The Organization of Petroleum Exporting Countries would increase output if current unrest in Egypt disrupts supplies of crude from the Middle East.
“If we see a real shortage we will have to add,” Secretary-General Abdalla el-Badri said in London. OPEC, whose members include Venezuela and Iran, accounts for about 40 percent of global oil supply.
Crude advanced earlier today amid concern anti-government protest in Egypt may spread to oil-producing nations in the Middle East. Roughly 2.5 percent of global production is shipped through Egypt via the Suez Canal and the Sumed oil pipeline, according to a Goldman Sachs Group Inc. report today.

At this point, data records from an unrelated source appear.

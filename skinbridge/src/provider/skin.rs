use super::{IdentityRule, Provider, ProviderType};
use crate::loaders::LoaderSet;
use crate::player::PlayerEntity;
use crate::resource::{PlayerSkin, ResourceDescriptor, ResourceLoader, UriPattern};
use std::sync::Arc;

#[derive(Debug, Copy, Clone, PartialEq, Eq, Hash)]
pub enum PlayerSkinType {
    DefaultSteve,
    DefaultAlex,
    BedrockClientData,
    JavaGameProfile,
    JavaMergedEars,
    JavaServerGameProfile,
}

impl ProviderType for PlayerSkinType {
    type Resource = PlayerSkin;

    const PROVIDERS: &'static [Provider<Self>] = &[
        Provider {
            kind: PlayerSkinType::DefaultSteve,
            template: "skin:bedrock/skin/skin_steve.png",
            pattern: UriPattern::Exact("skin:bedrock/skin/skin_steve.png"),
            identity: IdentityRule::None,
        },
        Provider {
            kind: PlayerSkinType::DefaultAlex,
            template: "skin:bedrock/skin/skin_alex.png",
            pattern: UriPattern::Exact("skin:bedrock/skin/skin_alex.png"),
            identity: IdentityRule::None,
        },
        Provider {
            kind: PlayerSkinType::BedrockClientData,
            template: "bedrockClientSkin:{id}",
            pattern: UriPattern::Prefix("bedrockClientSkin:"),
            identity: IdentityRule::UuidAndSkinId,
        },
        Provider {
            kind: PlayerSkinType::JavaGameProfile,
            template: "javaClientSkin:{id}",
            pattern: UriPattern::Prefix("javaClientSkin:"),
            identity: IdentityRule::Uuid,
        },
        Provider {
            kind: PlayerSkinType::JavaMergedEars,
            template: "javaClientSkinEars:{id}",
            pattern: UriPattern::Prefix("javaClientSkinEars:"),
            identity: IdentityRule::Uuid,
        },
        Provider {
            kind: PlayerSkinType::JavaServerGameProfile,
            template: "https://textures.minecraft.net/texture/{id}",
            pattern: UriPattern::Prefix("https://textures.minecraft.net/texture/"),
            identity: IdentityRule::SkinTextureId,
        },
    ];

    fn index(self) -> usize {
        self as usize
    }

    fn loader(self, loaders: &LoaderSet) -> Arc<dyn ResourceLoader<PlayerSkin>> {
        match self {
            PlayerSkinType::DefaultSteve | PlayerSkinType::DefaultAlex => loaders.internal.clone(),
            PlayerSkinType::BedrockClientData => loaders.bedrock.clone(),
            PlayerSkinType::JavaGameProfile => loaders.java_profile.clone(),
            PlayerSkinType::JavaMergedEars => loaders.ears_combine.clone(),
            PlayerSkinType::JavaServerGameProfile => loaders.url.clone(),
        }
    }
}

impl PlayerSkinType {
    /// Bundled skin matching the player's model
    pub fn default_for(player: &PlayerEntity) -> ResourceDescriptor<PlayerSkin> {
        match player.slim {
            true => PlayerSkinType::DefaultAlex.descriptor_for(player),
            false => PlayerSkinType::DefaultSteve.descriptor_for(player),
        }
    }
}
use super::{IdentityRule, Provider, ProviderType};
use crate::loaders::LoaderSet;
use crate::resource::{GameProfileData, ResourceDescriptor, ResourceLoader, UriPattern};
use std::sync::Arc;
use uuid::Uuid;

#[derive(Debug, Copy, Clone, PartialEq, Eq, Hash)]
pub enum GameProfileDataType {
    None,
    Minecraft,
}

impl ProviderType for GameProfileDataType {
    type Resource = GameProfileData;

    const PROVIDERS: &'static [Provider<Self>] = &[
        Provider {
            kind: GameProfileDataType::None,
            template: "gameProfile:none",
            pattern: UriPattern::Exact("gameProfile:none"),
            identity: IdentityRule::None,
        },
        Provider {
            kind: GameProfileDataType::Minecraft,
            template: "gameProfile:{id}",
            pattern: UriPattern::PrefixExcept {
                prefix: "gameProfile:",
                excluded: &["none"],
            },
            identity: IdentityRule::Uuid,
        },
    ];

    fn index(self) -> usize {
        self as usize
    }

    fn loader(self, loaders: &LoaderSet) -> Arc<dyn ResourceLoader<GameProfileData>> {
        match self {
            GameProfileDataType::None => loaders.noop.clone(),
            GameProfileDataType::Minecraft => loaders.mojang.clone(),
        }
    }
}

impl GameProfileDataType {
    /// Session server profile of a player known only by uuid
    pub fn minecraft_descriptor(player_id: &Uuid) -> ResourceDescriptor<GameProfileData> {
        ResourceDescriptor::new(
            GameProfileDataType::Minecraft
                .template()
                .replace("{id}", &player_id.simple().to_string()),
        )
    }
}
use crate::game_profile::GameProfile;
use crate::resource::{Cape, Ears, GameProfileData, ResourceDescriptor, ResourceLoader, ResourceManager};
use anyhow::Result;
use futures::FutureExt;
use futures::future::{self, BoxFuture};
use std::sync::Arc;
use uuid::Uuid;

/// Produces the empty stand-ins behind `cape:none`, `ears:none`, `ears:deadmau5` and
/// `gameProfile:none`
#[derive(Debug, Default)]
pub struct NoopLoader;

impl ResourceLoader<Cape> for NoopLoader {
    fn load(&self, _: &ResourceManager, descriptor: ResourceDescriptor<Cape>) -> BoxFuture<'static, Result<Cape>> {
        future::ok(Cape::none(descriptor.uri())).boxed()
    }
}

impl ResourceLoader<Ears> for NoopLoader {
    fn load(&self, _: &ResourceManager, descriptor: ResourceDescriptor<Ears>) -> BoxFuture<'static, Result<Ears>> {
        future::ok(Ears {
            resource_uri: descriptor.uri().to_string(),
            ..Default::default()
        })
        .boxed()
    }
}

impl ResourceLoader<GameProfileData> for NoopLoader {
    fn load(&self, _: &ResourceManager, descriptor: ResourceDescriptor<GameProfileData>) -> BoxFuture<'static, Result<GameProfileData>> {
        future::ok(GameProfileData {
            resource_uri: descriptor.uri().to_string(),
            profile: Arc::new(GameProfile::new(Uuid::nil(), "")),
        })
        .boxed()
    }
}
use crate::assets;
use crate::provider::{PlayerSkinType, ProviderType, SkinGeometryType, SkullType};
use crate::resource::{
    PlayerSkin, ResourceDescriptor, ResourceLoader, ResourceManager, SkinGeometry, Skull,
};
use crate::texture::TextureData;
use anyhow::{Context, Result, bail};
use futures::FutureExt;
use futures::future::{self, BoxFuture};

/// Serves the bundled default skins, skulls and geometries
#[derive(Debug, Default)]
pub struct InternalLoader;

fn bundled_texture(uri: &str) -> Result<TextureData> {
    let path = uri
        .strip_prefix("skin:")
        .with_context(|| format!("Not a bundled skin: {uri}"))?;
    TextureData::decode(assets::bundled(path)?)
}

impl ResourceLoader<PlayerSkin> for InternalLoader {
    fn load(&self, _: &ResourceManager, descriptor: ResourceDescriptor<PlayerSkin>) -> BoxFuture<'static, Result<PlayerSkin>> {
        let skin = (|| -> Result<PlayerSkin> {
            let uri = descriptor.uri();
            let (skin_id, arm_size) = match PlayerSkinType::from_uri(uri) {
                Some(PlayerSkinType::DefaultSteve) => ("steve", "wide"),
                Some(PlayerSkinType::DefaultAlex) => ("alex", "slim"),
                other => bail!("{uri} is not a bundled skin ({other:?})"),
            };
            Ok(PlayerSkin {
                arm_size: arm_size.to_string(),
                ..PlayerSkin::new(uri, skin_id, bundled_texture(uri)?)
            })
        })();
        future::ready(skin).boxed()
    }
}

impl ResourceLoader<Skull> for InternalLoader {
    fn load(&self, _: &ResourceManager, descriptor: ResourceDescriptor<Skull>) -> BoxFuture<'static, Result<Skull>> {
        let skull = (|| -> Result<Skull> {
            let uri = descriptor.uri();
            let skull_id = match SkullType::from_uri(uri) {
                Some(SkullType::DefaultSteve) => "steve",
                Some(SkullType::DefaultAlex) => "alex",
                other => bail!("{uri} is not a bundled skull ({other:?})"),
            };
            Ok(Skull {
                resource_uri: uri.to_string(),
                skull_id: skull_id.to_string(),
                skull_data: bundled_texture(uri)?,
            })
        })();
        future::ready(skull).boxed()
    }
}

impl ResourceLoader<SkinGeometry> for InternalLoader {
    fn load(&self, _: &ResourceManager, descriptor: ResourceDescriptor<SkinGeometry>) -> BoxFuture<'static, Result<SkinGeometry>> {
        let geometry = (|| -> Result<SkinGeometry> {
            let uri = descriptor.uri();
            let Some(kind) = SkinGeometryType::from_uri(uri) else {
                bail!("Unknown skin geometry uri {uri}");
            };
            let name = kind
                .geometry_name()
                .with_context(|| format!("{kind:?} is not a bundled geometry"))?;
            match kind {
                // built into the client, only the name is needed
                SkinGeometryType::Legacy | SkinGeometryType::LegacySlim => Ok(SkinGeometry::named(uri, name, "")),
                SkinGeometryType::Ears | SkinGeometryType::EarsSlim | SkinGeometryType::CustomSkull => {
                    let data = assets::bundled(&format!("bedrock/skin/{name}.json"))?;
                    Ok(SkinGeometry::named(uri, name, std::str::from_utf8(data)?))
                }
                other => bail!("{other:?} is not a bundled geometry"),
            }
        })();
        future::ready(geometry).boxed()
    }
}
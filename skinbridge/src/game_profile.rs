use anyhow::{Context, Result};
use base64::Engine;
use base64::engine::general_purpose::STANDARD;
use serde::{Deserialize, Serialize};
use std::collections::HashMap;
use uuid::Uuid;

pub const TEXTURES_PROPERTY: &str = "textures";

#[derive(Debug, Clone, PartialEq, Eq, Serialize, Deserialize)]
pub struct ProfileProperty {
    pub name: String,
    pub value: String,
    #[serde(default, skip_serializing_if = "Option::is_none")]
    pub signature: Option<String>,
}

/// A Java edition game profile
#[derive(Debug, Clone, PartialEq, Eq, Serialize, Deserialize)]
pub struct GameProfile {
    pub id: Uuid,
    pub name: String,
    #[serde(default)]
    pub properties: Vec<ProfileProperty>,
}

#[derive(Debug, Copy, Clone, PartialEq, Eq, Hash, Deserialize)]
#[serde(rename_all = "UPPERCASE")]
pub enum TextureType {
    Skin,
    Cape,
    Elytra,
}

#[derive(Debug, Copy, Clone, PartialEq, Eq, Default)]
pub enum TextureModel {
    #[default]
    Wide,
    Slim,
}

#[derive(Debug, Clone, PartialEq, Eq, Deserialize)]
pub struct Texture {
    pub url: String,
    #[serde(default)]
    metadata: HashMap<String, String>,
}

impl Texture {
    pub fn model(&self) -> TextureModel {
        match self.metadata.get("model").map(String::as_str) {
            Some("slim") => TextureModel::Slim,
            _ => TextureModel::Wide,
        }
    }

    /// Texture URL with plain http upgraded to https
    pub fn secure_url(&self) -> String {
        match self.url.strip_prefix("http://") {
            Some(rest) => format!("https://{rest}"),
            None => self.url.clone(),
        }
    }

    /// Last path segment of the URL, ignoring trailing slashes
    pub fn texture_id(&self) -> Option<&str> {
        self.url
            .trim_end_matches('/')
            .rsplit('/')
            .next()
            .filter(|id| !id.is_empty())
    }
}

#[derive(Debug, Deserialize)]
struct TexturesPayload {
    #[serde(default)]
    textures: HashMap<TextureType, Texture>,
}

impl GameProfile {
    pub fn new(id: Uuid, name: impl Into<String>) -> Self {
        Self {
            id,
            name: name.into(),
            properties: Vec::new(),
        }
    }

    pub fn with_property(mut self, name: impl Into<String>, value: impl Into<String>) -> Self {
        self.properties.push(ProfileProperty {
            name: name.into(),
            value: value.into(),
            signature: None,
        });
        self
    }

    pub fn property(&self, name: &str) -> Option<&ProfileProperty> {
        self.properties.iter().find(|property| property.name == name)
    }

    /// Decodes the base64 `textures` property. A profile without one has no textures.
    pub fn textures(&self) -> Result<HashMap<TextureType, Texture>> {
        let Some(property) = self.property(TEXTURES_PROPERTY) else {
            return Ok(HashMap::new());
        };
        let decoded = STANDARD
            .decode(property.value.trim())
            .context("Textures property is not valid base64")?;
        let payload: TexturesPayload =
            serde_json::from_slice(&decoded).context("Textures property is not valid JSON")?;
        Ok(payload.textures)
    }

    pub fn texture(&self, texture_type: TextureType) -> Option<Texture> {
        self.textures().ok()?.remove(&texture_type)
    }

    pub fn texture_id(&self, texture_type: TextureType) -> Option<String> {
        self.texture(texture_type)
            .and_then(|texture| texture.texture_id().map(str::to_string))
    }

    pub fn skin_model(&self) -> Option<TextureModel> {
        self.texture(TextureType::Skin).map(|texture| texture.model())
    }
}

/// Builds a `textures` property value the way the session server encodes it
pub fn encode_textures(skin: Option<(&str, TextureModel)>, cape: Option<&str>) -> String {
    let mut textures = serde_json::Map::new();
    if let Some((url, model)) = skin {
        let mut skin = serde_json::json!({ "url": url });
        if model == TextureModel::Slim {
            skin["metadata"] = serde_json::json!({ "model": "slim" });
        }
        textures.insert("SKIN".to_string(), skin);
    }
    if let Some(url) = cape {
        textures.insert("CAPE".to_string(), serde_json::json!({ "url": url }));
    }
    STANDARD.encode(serde_json::json!({ "textures": textures }).to_string())
}
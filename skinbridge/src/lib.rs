//! Appearance layer of a Bedrock to Java bridge
//!
//! Resolves which skin, cape and geometry every player is shown with, caching the resources in
//! a typed [`resource::ResourceManager`], and keeps each Bedrock viewer's player list in sync.

pub mod assets;
pub mod config;
pub mod error;
pub mod fetch;
pub mod game_profile;
pub mod janitor;
pub mod loaders;
pub mod player;
pub mod player_list;
pub mod prelude;
pub mod provider;
pub mod resolver;
pub mod resource;
pub mod service;
pub mod session;
pub mod texture;

#[cfg(test)]
pub(crate) mod testing;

“I don’t think the situation is out of control,” el-Badri said. A closure of the Sumed crude pipeline could cause a shortage in the market, he said, adding the oil market is well supplied with inventories at a high level.
OPEC last changed its production limits, or quotas, at the end of 2008 in response to a 54 percent drop in crude prices that year. The Suez Canal and Sumed pipeline aren’t running at full capacity currently, with most of the group’s production cuts from that time concentrated through those routes, according to the Goldman Sachs report.
“The main risk is that of political instability spreading to Middle Eastern oil producers,” Jeffrey Currie, London-based head of commodities research, said in the report. “Given the high level of affluence in the Gulf region, we see the probability of political contagion as relatively low.”
OPEC members may boost oil supply this year in response to rising demand, Saudi Arabia’s oil minister said Jan. 24. Oil demand may increase globally as much as 1.8 million barrels a day in 2011, or 2 percent from last year, Ali al-Naimi said in a speech in Riyadh.
“OPEC’s policy, as is well known, is to meet any increase in oil demand to maintain the supply-demand balance,” he said.
The group’s compliance with the current output limits dropped to 45 percent last month, the Paris-based International Energy Agency said Jan. 18. OPEC kept quotas unchanged when it last met in December in Quito, Ecuador and has no plans to meet before its next scheduled meeting in June, el-Badri said.